In the Pakistani village of Dhamala, Wazir Bibi said she and her four daughters were always scared but couldn't leave.

“Every time I hear the blasts, if feels like my heart will burst from my body,” said Bibi, 65. “We are women and poor, we cannot sleep in the fields, we have nowhere to go.”


Hell's village


However some villagers living along border said they had benefited from the 2003 ceasefire agreement.

In the Indian town of Arnia, people farm their land right up to the international border and have turned their mud houses into two-storey structures with satellite dishes and bathrooms.

Residents proudly point to a wedding hall as a sign of normality, saying previously few marriages occurred here as families refused to marry their daughters to young men living in a place once nicknamed “Hell's village”.

Shops sell cement and floor tiles to feed a construction boom and a 30 km stretch of road from Jammu town to the border crossing of Suchetgarh is being widened to four lanes.

The plan was to eventually open the area for trade between the two nations, but that seems a distant reality now.

Islamabad and New Delhi blame one another for initiating the border shelling, both saying that they will not back down first.

Pakistan on Thursday said it was capable of responding “befittingly” to India, while India said Pakistan would pay an “unaffordable price” if it persisted with the shelling.

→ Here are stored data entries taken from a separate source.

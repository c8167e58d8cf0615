/*
 *  Copyright (c) 2021 Works Applications Co., Ltd.
 *
 *  Licensed under the Apache License, Version 2.0 (the "License");
 *  you may not use this file except in compliance with the License.
 *  You may obtain a copy of the License at
 *
 *      http://www.apache.org/licenses/LICENSE-2.0
 *
 *   Unless required by applicable law or agreed to in writing, software
 *  distributed under the License is distributed on an "AS IS" BASIS,
 *  WITHOUT WARRANTIES OR CONDITIONS OF ANY KIND, either express or implied.
 *  See the License for the specific language governing permissions and
 *  limitations under the License.
 */

use std::time::{Duration, Instant};

pub struct DictPartReport {
    pub(self) part: String,
    pub(self) time: Duration,
    pub(self) size: usize,
    pub(self) write: bool,
}

impl DictPartReport {
    pub fn part(&self) -> &str {
        &self.part
    }

    pub fn time(&self) -> Duration {
        self.time
    }

    pub fn size(&self) -> usize {
        self.size
    }

    pub fn is_write(&self) -> bool {
        self.write
    }
}

pub(crate) struct Reporter {
    reports: Vec<DictPartReport>,
}

impl Reporter {
    pub fn new() -> Reporter {
        Self {
            reports: Vec::with_capacity(10),
        }
    }

    pub fn collect(&mut self, end: usize, report: ReportBuilder) {
        let mut rep = report.report;
        rep.time = Instant::now().duration_since(report.start);
        rep.size = end;
        self.reports.push(rep);
    }

    pub fn collect_r<T>(
        &mut self,
        end: Result<usize, T>,
        report: ReportBuilder,
    ) -> Result<usize, T> {
        match end {
            Ok(s) => {
                self.collect(s, report);
                Ok(s)
            }
            e => e,
        }
    }

    pub fn reports(&self) -> &[DictPartReport] {
        &self.reports
    }
}

pub(crate) struct ReportBuilder {
    start: Instant,
    report: DictPartReport,
}

impl ReportBuilder {
    pub fn new<S: Into<String>>(desc: S) -> Self {
        Self {
            start: Instant::now(),
            report: DictPartReport {
                part: desc.into(),
                size: 0,
                time: Duration::default(),
                write: true,
            },
        }
    }

    pub fn read(mut self) -> Self {
        self.report.write = false;
        self
    }
}
/*
 * Copyright (c) 2021 Works Applications Co., Ltd.
 *
 * Licensed under the Apache License, Version 2.0 (the "License");
 * you may not use this file except in compliance with the License.
 * You may obtain a copy of the License at
 *
 *     http://www.apache.org/licenses/LICENSE-2.0
 *
 * Unless required by applicable law or agreed to in writing, software
 * distributed under the License is distributed on an "AS IS" BASIS,
 * WITHOUT WARRANTIES OR CONDITIONS OF ANY KIND, either express or implied.
 * See the License for the specific language governing permissions and
 * limitations under the License.
 */

use serde::Deserialize;
use serde_json::Value;

use crate::config::Config;
use crate::dic::grammar::Grammar;
use crate::plugin::connect_cost::EditConnectionCostPlugin;
use crate::prelude::*;

/// A edit connection cost plugin for inhibiting the connections.
///
/// Example setting file
/// ``
/// {
///     {
///         "class": "relative-path/to/so-file/from/resource-path",
///         "inhibitPair": [[0, 233], [435, 332]]
///     }
/// }
/// ``
#[derive(Default)]
pub struct InhibitConnectionPlugin {
    /// At each pair, the first one is right_id of the left node
    /// and the second one is left_id of right node in a connection
    inhibit_pairs: Vec<(i16, i16)>,
}

/// Struct corresponds with raw config json file.
#[allow(non_snake_case)]
#[derive(Deserialize)]
struct PluginSettings {
    inhibitPair: Vec<(i16, i16)>,
}

impl InhibitConnectionPlugin {
    fn inhibit_connection(grammar: &mut Grammar, left: i16, right: i16) {
        grammar.set_connect_cost(left, right, Grammar::INHIBITED_CONNECTION);
    }
}

impl EditConnectionCostPlugin for InhibitConnectionPlugin {
    fn set_up(
        &mut self,
        settings: &Value,
        _config: &Config,
        _grammar: &Grammar,
    ) -> SudachiResult<()> {
        let settings: PluginSettings = serde_json::from_value(settings.clone())?;
        let inhibit_pairs = settings.inhibitPair;
        self.inhibit_pairs = inhibit_pairs;
        Ok(())
    }

    fn edit(&self, grammar: &mut Grammar) {
        for (left, right) in &self.inhibit_pairs {
            InhibitConnectionPlugin::inhibit_connection(grammar, *left, *right);
        }
    }
}

#[cfg(test)]
mod tests {
    use super::*;

    #[test]
    fn edit() {
        let left = 0;
        let right = 0;
        let bytes = build_mock_bytes();
        let mut grammar = build_mock_grammar(&bytes);
        let mut plugin = InhibitConnectionPlugin::default();
        plugin.inhibit_pairs = vec![(left, right)];

        plugin.edit(&mut grammar);
        assert_eq!(
            Grammar::INHIBITED_CONNECTION,
            grammar.connect_cost(left, right)
        );
    }

    fn build_mock_bytes() -> Vec<u8> {
        let mut buf = Vec::new();
        // 0 - pos size, 1x1 connection with 0 element
        buf.extend(&(0 as i16).to_le_bytes());
        buf.extend(&(1 as i16).to_le_bytes());
        buf.extend(&(1 as i16).to_le_bytes());
        buf.extend(&(0 as i16).to_le_bytes());
        buf
    }

    fn build_mock_grammar(bytes: &[u8]) -> Grammar {
        Grammar::parse(bytes, 0).expect("Failed to create grammar")
    }
}
/*
 * Copyright (c) 2021 Works Applications Co., Ltd.
 *
 * Licensed under the Apache License, Version 2.0 (the "License");
 * you may not use this file except in compliance with the License.
 * You may obtain a copy of the License at
 *
 *     http://www.apache.org/licenses/LICENSE-2.0
 *
 * Unless required by applicable law or agreed to in writing, software
 * distributed under the License is distributed on an "AS IS" BASIS,
 * WITHOUT WARRANTIES OR CONDITIONS OF ANY KIND, either express or implied.
 * See the License for the specific language governing permissions and
 * limitations under the License.
 */

use nom::number::complete::{le_u16, le_u32, le_u8};
use nom::Parser;
use std::path::PathBuf;

use crate::dic::word_id::WordId;
use crate::error::{SudachiNomError, SudachiNomResult};
use crate::prelude::*;
use character_category::CharacterCategory;
use grammar::Grammar;
use header::Header;
use lexicon::Lexicon;
use lexicon_set::LexiconSet;

pub mod build;
pub mod category_type;
pub mod character_category;
pub mod connect;
pub mod dictionary;
pub mod grammar;
pub mod header;
pub mod lexicon;
pub mod lexicon_set;
pub mod read;
pub mod storage;
pub mod subset;
pub mod word_id;

/// Number of fields that make up a part-of-speech tuple
/// (pos1-pos6, e.g. 名詞,普通名詞,一般,*,*,* for a system dictionary).
pub const POS_DEPTH: usize = 6;

/// A dictionary consists of one system_dict and zero or more user_dicts
pub struct LoadedDictionary<'a> {
    pub grammar: Grammar<'a>,
    pub lexicon_set: LexiconSet<'a>,
}

impl<'a> LoadedDictionary<'a> {
    /// Creates a system dictionary from bytes, and load a character category from file
    pub fn from_system_dictionary(
        dictionary_bytes: &'a [u8],
        character_category_file: &PathBuf,
    ) -> SudachiResult<LoadedDictionary<'a>> {
        let system_dict = DictionaryLoader::read_system_dictionary(dictionary_bytes)?;

        let character_category = CharacterCategory::from_file(character_category_file)?;
        let mut grammar = system_dict
            .grammar
            .ok_or(SudachiError::InvalidDictionaryGrammar)?;
        grammar.set_character_category(character_category);

        Ok(LoadedDictionary {
            grammar,
            lexicon_set: LexiconSet::new(system_dict.lexicon),
        })
    }

    /// Returns grammar with the correct lifetime
    pub fn grammar(&self) -> &Grammar<'a> {
        &self.grammar
    }

    /// Returns lexicon with the correct lifetime
    pub fn lexicon(&self) -> &LexiconSet<'a> {
        &self.lexicon_set
    }
}

/// A single system or user dictionary
pub struct DictionaryLoader<'a> {
    pub header: Header,
    pub grammar: Option<Grammar<'a>>,
    pub lexicon: Lexicon<'a>,
}

impl<'a> DictionaryLoader<'a> {
    /// Creates a binary dictionary from bytes, without checking its kind
    pub fn read_dictionary(dictionary_bytes: &[u8]) -> SudachiResult<DictionaryLoader> {
        let header = Header::parse(&dictionary_bytes[..Header::STORAGE_SIZE])?;
        let mut offset = Header::STORAGE_SIZE;

        let grammar = if header.has_grammar() {
            let tmp = Grammar::parse(dictionary_bytes, offset)?;
            offset += tmp.storage_size;
            Some(tmp)
        } else {
            None
        };

        let lexicon = Lexicon::new(dictionary_bytes, offset, header.has_synonym_group_ids())?;

        Ok(DictionaryLoader {
            header,
            grammar,
            lexicon,
        })
    }

    /// Creates a system binary dictionary from bytes
    ///
    /// Returns Err if header version is not match
    pub fn read_system_dictionary(dictionary_bytes: &[u8]) -> SudachiResult<DictionaryLoader> {
        let dict = Self::read_dictionary(dictionary_bytes)?;
        match dict.header.version {
            header::HeaderVersion::SystemDict(_) => Ok(dict),
            _ => Err(SudachiError::InvalidHeader(
                header::HeaderError::InvalidSystemDictVersion,
            )),
        }
    }

    /// Creates a user binary dictionary from bytes
    ///
    /// Returns Err if header version is not match
    pub fn read_user_dictionary(dictionary_bytes: &[u8]) -> SudachiResult<DictionaryLoader> {
        let dict = Self::read_dictionary(dictionary_bytes)?;
        match dict.header.version {
            header::HeaderVersion::UserDict(_) => Ok(dict),
            _ => Err(SudachiError::InvalidHeader(
                header::HeaderError::InvalidSystemDictVersion,
            )),
        }
    }

    /// Creates a binary dictionary from bytes, accepting either a system or a user dictionary.
    ///
    /// # Safety
    /// `dictionary_bytes` must stay valid and unmodified for as long as the returned
    /// value (and anything built on top of it) is alive -- it is normally backed by a memory map.
    pub unsafe fn read_any_dictionary(dictionary_bytes: &[u8]) -> SudachiResult<DictionaryLoader> {
        Self::read_dictionary(dictionary_bytes)
    }

    /// Converts a single loaded dictionary into a [LoadedDictionary], failing if it
    /// does not carry its own grammar (e.g. most user dictionaries).
    pub fn to_loaded(self) -> SudachiResult<LoadedDictionary<'a>> {
        let grammar = self
            .grammar
            .ok_or(SudachiError::InvalidDictionaryGrammar)?;
        Ok(LoadedDictionary {
            grammar,
            lexicon_set: LexiconSet::new(self.lexicon),
        })
    }
}

fn u32_array_parser(input: &[u8]) -> SudachiNomResult<&[u8], Vec<u32>> {
    let (rest, length) = le_u8(input)?;
    nom::multi::count(le_u32, length as usize)(rest)
}

fn u32_wid_array_parser(input: &[u8]) -> SudachiNomResult<&[u8], Vec<WordId>> {
    let (rest, length) = le_u8(input)?;
    nom::multi::count(le_u32.map(|id| WordId::from_raw(id)), length as usize)(rest)
}

fn utf16_string_parser(input: &[u8]) -> SudachiNomResult<&[u8], String> {
    let (rest, length) = string_length_parser(input)?;
    let (rest, vs) = nom::multi::count(le_u16, length as usize)(rest)?;
    Ok((
        rest,
        String::from_utf16(&vs).map_err(|_| nom::Err::Failure(SudachiNomError::Utf16String))?,
    ))
}

fn string_length_parser(input: &[u8]) -> SudachiNomResult<&[u8], u16> {
    let (rest, length) = le_u8(input)?;
    // word length can be 1 or 2 bytes
    let (rest, opt_low) = nom::combinator::cond(length >= 128, le_u8)(rest)?;
    Ok((
        rest,
        match opt_low {
            Some(low) => ((length as u16 & 0x7F) << 8) | low as u16,
            None => length as u16,
        },
    ))
}
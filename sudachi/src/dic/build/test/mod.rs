/*
 *  Copyright (c) 2021 Works Applications Co., Ltd.
 *
 *  Licensed under the Apache License, Version 2.0 (the "License");
 *  you may not use this file except in compliance with the License.
 *  You may obtain a copy of the License at
 *
 *      http://www.apache.org/licenses/LICENSE-2.0
 *
 *   Unless required by applicable law or agreed to in writing, software
 *  distributed under the License is distributed on an "AS IS" BASIS,
 *  WITHOUT WARRANTIES OR CONDITIONS OF ANY KIND, either express or implied.
 *  See the License for the specific language governing permissions and
 *  limitations under the License.
 */

use crate::analysis::stateless_tokenizer::DictionaryAccess;
use crate::dic::build::DictBuilder;
use crate::dic::grammar::Grammar;
use crate::dic::header::{HeaderVersion, SystemDictVersion};
use crate::dic::lexicon::{Lexicon, LexiconEntry};
use crate::dic::word_id::WordId;
use crate::dic::DictionaryLoader;
use unicode_normalization::__test_api::quick_check::IsNormalized::No;

#[test]
fn build_grammar() {
    let mut bldr = DictBuilder::new();
    bldr.read_conn(include_bytes!("matrix_10x10.def")).unwrap();
    assert_eq!(
        1,
        bldr.read_lexicon(include_bytes!("data_1word.csv")).unwrap()
    );
    let mut built = Vec::new();
    let written = bldr.write_grammar(&mut built).unwrap();
    assert_eq!(built.len(), written);
    let grammar = Grammar::parse(&built, 0).unwrap();
    assert_eq!(grammar.pos_list.len(), 1);
    assert_eq!(
        grammar.pos_list[0],
        &["名詞", "固有名詞", "地名", "一般", "*", "*"]
    );
    let conn = grammar.conn_matrix();
    assert_eq!(conn.num_left(), 10);
    assert_eq!(conn.num_right(), 10);
}

#[test]
fn build_lexicon_1word() {
    let mut bldr = DictBuilder::new();
    assert_eq!(
        1,
        bldr.read_lexicon(include_bytes!("data_1word.csv")).unwrap()
    );
    let mut built = Vec::new();
    bldr.write_lexicon(&mut built, 0).unwrap();
    let mut lex = Lexicon::parse(&built, 0, true).unwrap();
    lex.set_dic_id(0);
    let mut iter = lex.lookup("京都".as_bytes(), 0);
    assert_eq!(
        iter.next(),
        Some(LexiconEntry {
            word_id: WordId::new(0, 0),
            end: 6
        })
    );
    assert_eq!(iter.next(), None);
    assert_eq!((6, 6, 5293), lex.get_word_param(0).unwrap());
    let wi = lex.get_word_info(0).unwrap();
    assert_eq!(wi.surface, "京都");
    assert_eq!(wi.normalized_form, "京都");
    assert_eq!(wi.dictionary_form, "京都");
    assert_eq!(wi.reading_form, "キョウト");
}

#[test]
fn build_system_1word() {
    let mut bldr = DictBuilder::new();
    bldr.read_conn(include_bytes!("matrix_10x10.def")).unwrap();
    assert_eq!(
        1,
        bldr.read_lexicon(include_bytes!("data_1word.csv")).unwrap()
    );
    let mut built = Vec::new();
    bldr.compile(&mut built).unwrap();
    let dic = DictionaryLoader::read_dictionary(&built).unwrap();
    assert_eq!(
        dic.header.version,
        HeaderVersion::SystemDict(SystemDictVersion::Version2)
    );

    let dic = dic.to_loaded().unwrap();

    let entry = dic.lexicon().lookup("京都".as_bytes(), 0).next().unwrap();
    assert_eq!(entry.word_id, WordId::new(0, 0));
    let info = dic.lexicon().get_word_info(entry.word_id).unwrap();
    assert_eq!(info.surface, "京都");
    assert_eq!(info.reading_form, "キョウト");
}

#[test]
fn build_system_3words() {
    let mut bldr = DictBuilder::new();
    bldr.read_conn(include_bytes!("matrix_10x10.def")).unwrap();
    assert_eq!(
        3,
        bldr.read_lexicon(include_bytes!("data_3words.csv"))
            .unwrap()
    );
    bldr.resolve().unwrap();
    let mut built = Vec::new();
    bldr.compile(&mut built).unwrap();
    let dic = DictionaryLoader::read_dictionary(&built).unwrap();
    let dic = dic.to_loaded().unwrap();
    let mut iter = dic.lexicon().lookup("東京".as_bytes(), 0);
    let entry = iter.next().unwrap();
    assert_eq!(entry.word_id, WordId::new(0, 1));
    let entry = iter.next().unwrap();
    assert_eq!(entry.word_id, WordId::new(0, 2));
    assert_eq!(iter.next(), None);
    let info = dic.lexicon().get_word_info(entry.word_id).unwrap();
    assert_eq!(info.a_unit_split, [WordId::new(0, 1), WordId::new(0, 0)]);
}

The United Nations Secretary-General Ban Ki-moon on Thursday expressed concern over deaths and displacement of civilians, while human rights groups have warned of the violatation of international humanitarian laws if claims of targeting civilians are true.

“They should investigate any allegations of violations including the indiscriminate use of weapons such as heavy artillery in densely populated areas, using civilians as human shields, or otherwise placing them at unnecessary risk,” said Meenakshi Ganguly, South Asia director for Human Rights Watch.